How to complete this task: Check every line of the records below for the string "flags" and copy the ones that have it.
[Opening Extracted entries section]
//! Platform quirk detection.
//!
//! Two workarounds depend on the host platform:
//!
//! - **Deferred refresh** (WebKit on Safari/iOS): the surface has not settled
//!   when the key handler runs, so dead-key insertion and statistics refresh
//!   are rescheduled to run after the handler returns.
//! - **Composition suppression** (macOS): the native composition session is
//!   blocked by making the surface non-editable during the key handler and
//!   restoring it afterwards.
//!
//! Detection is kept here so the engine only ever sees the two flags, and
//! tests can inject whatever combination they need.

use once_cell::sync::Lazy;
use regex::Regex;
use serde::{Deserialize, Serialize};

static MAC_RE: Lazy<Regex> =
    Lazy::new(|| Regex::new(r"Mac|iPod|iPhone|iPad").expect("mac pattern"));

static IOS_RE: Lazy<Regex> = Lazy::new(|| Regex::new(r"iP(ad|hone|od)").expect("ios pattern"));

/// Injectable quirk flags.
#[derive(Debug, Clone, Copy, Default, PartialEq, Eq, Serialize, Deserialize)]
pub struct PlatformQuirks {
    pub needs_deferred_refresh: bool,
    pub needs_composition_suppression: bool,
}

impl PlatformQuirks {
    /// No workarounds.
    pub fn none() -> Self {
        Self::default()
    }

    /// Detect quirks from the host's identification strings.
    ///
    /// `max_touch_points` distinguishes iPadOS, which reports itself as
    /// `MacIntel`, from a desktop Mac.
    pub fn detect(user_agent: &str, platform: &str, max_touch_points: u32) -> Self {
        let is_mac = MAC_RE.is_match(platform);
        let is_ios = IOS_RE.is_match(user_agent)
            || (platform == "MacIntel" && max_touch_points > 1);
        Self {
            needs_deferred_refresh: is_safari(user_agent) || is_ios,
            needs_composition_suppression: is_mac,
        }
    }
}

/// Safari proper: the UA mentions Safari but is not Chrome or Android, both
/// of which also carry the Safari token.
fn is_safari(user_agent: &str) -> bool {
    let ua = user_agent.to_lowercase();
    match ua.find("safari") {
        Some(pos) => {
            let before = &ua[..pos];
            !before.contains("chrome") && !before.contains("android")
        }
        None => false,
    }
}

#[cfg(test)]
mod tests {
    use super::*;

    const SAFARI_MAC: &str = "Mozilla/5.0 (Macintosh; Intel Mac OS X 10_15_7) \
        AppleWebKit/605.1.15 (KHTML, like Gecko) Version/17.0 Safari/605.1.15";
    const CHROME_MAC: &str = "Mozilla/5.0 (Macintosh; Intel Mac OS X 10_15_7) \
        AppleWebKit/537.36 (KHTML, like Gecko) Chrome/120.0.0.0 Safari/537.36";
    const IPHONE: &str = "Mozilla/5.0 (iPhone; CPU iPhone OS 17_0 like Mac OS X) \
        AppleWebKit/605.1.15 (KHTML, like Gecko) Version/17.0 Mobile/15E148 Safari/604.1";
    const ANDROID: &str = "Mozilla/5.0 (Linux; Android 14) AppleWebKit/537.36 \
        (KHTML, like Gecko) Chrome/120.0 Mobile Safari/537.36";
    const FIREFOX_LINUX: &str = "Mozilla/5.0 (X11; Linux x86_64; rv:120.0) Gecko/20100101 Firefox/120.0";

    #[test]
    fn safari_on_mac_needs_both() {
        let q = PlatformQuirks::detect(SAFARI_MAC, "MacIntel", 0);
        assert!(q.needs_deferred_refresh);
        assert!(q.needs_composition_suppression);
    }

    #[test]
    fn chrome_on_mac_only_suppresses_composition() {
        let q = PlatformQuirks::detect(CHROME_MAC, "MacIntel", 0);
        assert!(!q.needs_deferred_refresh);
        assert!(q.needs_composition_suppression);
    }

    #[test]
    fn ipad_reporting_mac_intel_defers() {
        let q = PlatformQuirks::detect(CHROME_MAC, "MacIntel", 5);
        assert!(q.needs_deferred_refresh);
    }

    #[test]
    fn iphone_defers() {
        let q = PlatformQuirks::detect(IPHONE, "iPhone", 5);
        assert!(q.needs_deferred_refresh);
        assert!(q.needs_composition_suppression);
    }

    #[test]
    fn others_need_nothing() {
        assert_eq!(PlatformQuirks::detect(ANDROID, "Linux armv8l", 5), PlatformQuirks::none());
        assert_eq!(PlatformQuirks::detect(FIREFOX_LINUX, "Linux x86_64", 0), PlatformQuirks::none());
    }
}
[Closing Extracted entries section]
[Opening Extracted entries section]
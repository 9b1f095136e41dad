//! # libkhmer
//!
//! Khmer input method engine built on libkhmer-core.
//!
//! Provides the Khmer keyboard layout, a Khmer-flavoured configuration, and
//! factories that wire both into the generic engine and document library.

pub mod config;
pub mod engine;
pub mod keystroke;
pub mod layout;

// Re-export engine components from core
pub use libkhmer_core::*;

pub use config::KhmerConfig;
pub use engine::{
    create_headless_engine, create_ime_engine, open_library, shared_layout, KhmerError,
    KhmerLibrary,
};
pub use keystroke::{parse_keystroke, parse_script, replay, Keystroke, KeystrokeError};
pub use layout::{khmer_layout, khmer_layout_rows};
[Closing Extracted entries section]
[Opening Extracted entries section]
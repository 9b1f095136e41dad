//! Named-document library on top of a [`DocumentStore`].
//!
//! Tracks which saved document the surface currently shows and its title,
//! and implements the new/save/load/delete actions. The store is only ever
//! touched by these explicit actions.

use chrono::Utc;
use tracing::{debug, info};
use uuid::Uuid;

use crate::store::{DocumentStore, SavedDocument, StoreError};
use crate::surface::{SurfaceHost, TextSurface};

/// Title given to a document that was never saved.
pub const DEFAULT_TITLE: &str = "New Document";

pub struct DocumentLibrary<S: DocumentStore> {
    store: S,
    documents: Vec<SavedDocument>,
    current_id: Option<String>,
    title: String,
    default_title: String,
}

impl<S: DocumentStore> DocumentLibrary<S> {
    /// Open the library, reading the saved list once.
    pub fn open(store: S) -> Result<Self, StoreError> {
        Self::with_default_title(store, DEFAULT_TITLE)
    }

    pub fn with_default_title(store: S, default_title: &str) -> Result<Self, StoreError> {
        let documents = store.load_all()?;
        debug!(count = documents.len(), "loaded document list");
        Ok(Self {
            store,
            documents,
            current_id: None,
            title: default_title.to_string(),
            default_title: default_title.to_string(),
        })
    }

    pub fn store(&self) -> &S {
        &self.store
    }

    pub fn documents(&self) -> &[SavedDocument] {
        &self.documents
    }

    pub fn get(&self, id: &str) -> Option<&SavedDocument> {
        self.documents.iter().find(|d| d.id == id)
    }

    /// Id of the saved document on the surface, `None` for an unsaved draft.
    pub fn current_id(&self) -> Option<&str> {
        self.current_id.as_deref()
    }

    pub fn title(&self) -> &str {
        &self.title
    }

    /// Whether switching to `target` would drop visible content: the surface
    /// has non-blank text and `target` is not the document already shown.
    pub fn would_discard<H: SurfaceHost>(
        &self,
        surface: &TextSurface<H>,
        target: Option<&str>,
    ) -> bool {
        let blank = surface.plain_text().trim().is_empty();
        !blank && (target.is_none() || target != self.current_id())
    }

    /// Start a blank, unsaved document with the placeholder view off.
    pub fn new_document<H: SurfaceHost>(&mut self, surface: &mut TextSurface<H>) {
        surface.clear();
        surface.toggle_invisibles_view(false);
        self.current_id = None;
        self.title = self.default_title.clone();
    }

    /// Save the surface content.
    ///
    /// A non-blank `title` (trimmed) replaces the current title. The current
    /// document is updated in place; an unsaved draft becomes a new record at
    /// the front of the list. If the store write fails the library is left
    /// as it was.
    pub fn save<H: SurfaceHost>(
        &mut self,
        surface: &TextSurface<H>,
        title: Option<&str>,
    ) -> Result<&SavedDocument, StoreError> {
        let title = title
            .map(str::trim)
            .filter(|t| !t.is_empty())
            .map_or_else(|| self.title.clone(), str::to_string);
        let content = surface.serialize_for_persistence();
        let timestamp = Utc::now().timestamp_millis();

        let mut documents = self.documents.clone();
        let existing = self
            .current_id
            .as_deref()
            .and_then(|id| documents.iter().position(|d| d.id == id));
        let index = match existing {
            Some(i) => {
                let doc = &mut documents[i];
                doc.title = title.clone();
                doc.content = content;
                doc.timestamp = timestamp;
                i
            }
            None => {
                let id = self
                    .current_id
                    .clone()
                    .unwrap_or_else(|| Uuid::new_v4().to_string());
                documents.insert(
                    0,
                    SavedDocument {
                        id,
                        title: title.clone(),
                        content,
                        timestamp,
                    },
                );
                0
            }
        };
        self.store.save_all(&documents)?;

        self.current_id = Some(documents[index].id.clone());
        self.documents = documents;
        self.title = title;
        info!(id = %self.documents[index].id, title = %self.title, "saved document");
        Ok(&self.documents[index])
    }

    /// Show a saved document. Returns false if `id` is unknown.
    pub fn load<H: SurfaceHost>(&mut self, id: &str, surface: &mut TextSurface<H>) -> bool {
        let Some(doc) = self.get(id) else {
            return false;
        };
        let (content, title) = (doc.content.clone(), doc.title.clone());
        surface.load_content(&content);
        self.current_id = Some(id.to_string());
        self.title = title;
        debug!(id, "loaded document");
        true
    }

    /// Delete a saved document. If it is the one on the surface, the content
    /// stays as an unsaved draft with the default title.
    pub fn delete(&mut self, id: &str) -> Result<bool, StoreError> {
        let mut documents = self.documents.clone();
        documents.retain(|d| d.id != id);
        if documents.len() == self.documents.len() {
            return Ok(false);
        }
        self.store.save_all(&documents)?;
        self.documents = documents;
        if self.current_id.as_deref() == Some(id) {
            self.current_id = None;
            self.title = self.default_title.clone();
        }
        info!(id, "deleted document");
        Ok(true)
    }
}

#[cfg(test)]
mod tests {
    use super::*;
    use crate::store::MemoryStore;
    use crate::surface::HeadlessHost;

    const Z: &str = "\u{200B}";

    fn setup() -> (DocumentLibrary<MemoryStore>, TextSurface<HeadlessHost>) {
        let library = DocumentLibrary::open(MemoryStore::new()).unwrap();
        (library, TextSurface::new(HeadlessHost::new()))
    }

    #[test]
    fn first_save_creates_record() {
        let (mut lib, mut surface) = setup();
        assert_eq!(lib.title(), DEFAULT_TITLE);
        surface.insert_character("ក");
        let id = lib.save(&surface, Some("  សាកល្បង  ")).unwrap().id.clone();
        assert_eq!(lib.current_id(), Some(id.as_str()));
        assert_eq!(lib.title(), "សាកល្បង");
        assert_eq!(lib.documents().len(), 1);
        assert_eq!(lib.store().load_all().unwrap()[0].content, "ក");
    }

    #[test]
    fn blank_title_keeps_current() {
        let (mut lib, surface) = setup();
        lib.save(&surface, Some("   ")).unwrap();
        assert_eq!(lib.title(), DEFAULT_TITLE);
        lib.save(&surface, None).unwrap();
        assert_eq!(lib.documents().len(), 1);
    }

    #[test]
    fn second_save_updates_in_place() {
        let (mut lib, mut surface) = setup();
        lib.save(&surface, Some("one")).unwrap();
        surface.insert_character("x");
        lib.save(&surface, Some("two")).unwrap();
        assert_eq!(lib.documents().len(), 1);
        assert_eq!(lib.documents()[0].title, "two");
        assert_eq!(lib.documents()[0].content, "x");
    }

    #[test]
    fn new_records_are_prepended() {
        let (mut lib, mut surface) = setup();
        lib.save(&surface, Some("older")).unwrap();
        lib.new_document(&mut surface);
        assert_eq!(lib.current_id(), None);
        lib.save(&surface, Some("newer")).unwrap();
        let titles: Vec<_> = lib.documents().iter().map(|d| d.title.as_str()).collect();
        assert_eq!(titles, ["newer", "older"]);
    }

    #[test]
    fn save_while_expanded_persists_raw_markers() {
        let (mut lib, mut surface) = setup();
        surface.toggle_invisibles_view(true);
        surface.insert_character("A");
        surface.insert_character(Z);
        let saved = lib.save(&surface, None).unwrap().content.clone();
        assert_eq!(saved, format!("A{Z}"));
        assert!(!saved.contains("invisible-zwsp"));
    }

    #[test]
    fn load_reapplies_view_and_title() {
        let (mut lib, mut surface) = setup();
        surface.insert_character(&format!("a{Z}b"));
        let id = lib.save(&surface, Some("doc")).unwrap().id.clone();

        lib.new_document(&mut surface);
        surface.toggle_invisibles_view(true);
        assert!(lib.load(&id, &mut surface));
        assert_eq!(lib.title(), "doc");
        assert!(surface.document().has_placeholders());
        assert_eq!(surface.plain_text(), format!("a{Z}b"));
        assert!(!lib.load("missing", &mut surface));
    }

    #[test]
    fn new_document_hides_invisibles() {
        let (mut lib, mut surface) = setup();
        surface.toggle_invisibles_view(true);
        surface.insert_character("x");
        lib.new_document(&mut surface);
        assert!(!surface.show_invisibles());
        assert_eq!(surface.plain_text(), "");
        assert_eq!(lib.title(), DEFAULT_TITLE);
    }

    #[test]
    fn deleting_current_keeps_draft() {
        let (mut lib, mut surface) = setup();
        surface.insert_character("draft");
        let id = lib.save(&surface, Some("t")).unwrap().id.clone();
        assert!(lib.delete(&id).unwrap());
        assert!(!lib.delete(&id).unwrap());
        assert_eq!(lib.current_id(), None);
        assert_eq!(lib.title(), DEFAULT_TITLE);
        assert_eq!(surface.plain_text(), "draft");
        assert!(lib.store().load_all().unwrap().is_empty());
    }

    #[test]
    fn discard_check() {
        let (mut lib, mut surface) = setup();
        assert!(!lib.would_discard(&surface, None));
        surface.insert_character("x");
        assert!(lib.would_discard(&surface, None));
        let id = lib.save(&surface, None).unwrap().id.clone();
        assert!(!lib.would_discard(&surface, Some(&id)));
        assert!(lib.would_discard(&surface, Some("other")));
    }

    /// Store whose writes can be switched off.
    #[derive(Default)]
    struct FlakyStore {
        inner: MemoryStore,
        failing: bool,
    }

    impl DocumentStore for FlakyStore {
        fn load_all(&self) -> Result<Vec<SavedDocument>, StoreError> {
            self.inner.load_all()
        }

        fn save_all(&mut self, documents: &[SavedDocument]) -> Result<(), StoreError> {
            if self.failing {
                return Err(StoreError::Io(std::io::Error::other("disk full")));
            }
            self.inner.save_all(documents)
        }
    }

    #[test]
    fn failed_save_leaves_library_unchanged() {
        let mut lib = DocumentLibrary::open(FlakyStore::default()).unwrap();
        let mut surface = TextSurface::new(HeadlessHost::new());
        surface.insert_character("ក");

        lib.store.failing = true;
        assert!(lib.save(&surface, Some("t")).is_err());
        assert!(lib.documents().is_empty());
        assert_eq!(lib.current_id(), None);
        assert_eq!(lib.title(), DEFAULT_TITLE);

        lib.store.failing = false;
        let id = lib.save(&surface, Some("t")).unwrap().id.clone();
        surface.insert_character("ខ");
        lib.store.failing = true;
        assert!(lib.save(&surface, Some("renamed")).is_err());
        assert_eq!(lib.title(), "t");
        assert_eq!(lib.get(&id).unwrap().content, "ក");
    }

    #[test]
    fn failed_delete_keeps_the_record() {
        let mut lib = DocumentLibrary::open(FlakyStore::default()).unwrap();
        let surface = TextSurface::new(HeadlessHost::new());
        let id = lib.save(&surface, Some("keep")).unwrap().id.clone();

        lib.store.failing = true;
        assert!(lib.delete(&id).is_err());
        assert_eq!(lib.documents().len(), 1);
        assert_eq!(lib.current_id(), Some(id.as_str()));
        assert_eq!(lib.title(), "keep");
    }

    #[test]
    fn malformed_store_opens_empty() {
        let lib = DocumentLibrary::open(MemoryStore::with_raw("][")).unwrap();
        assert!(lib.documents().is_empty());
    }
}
[Closing Extracted entries section]
Answer to this exercise:
//! Detection is kept here so the engine only ever sees the two flags, and
/// Injectable quirk flags.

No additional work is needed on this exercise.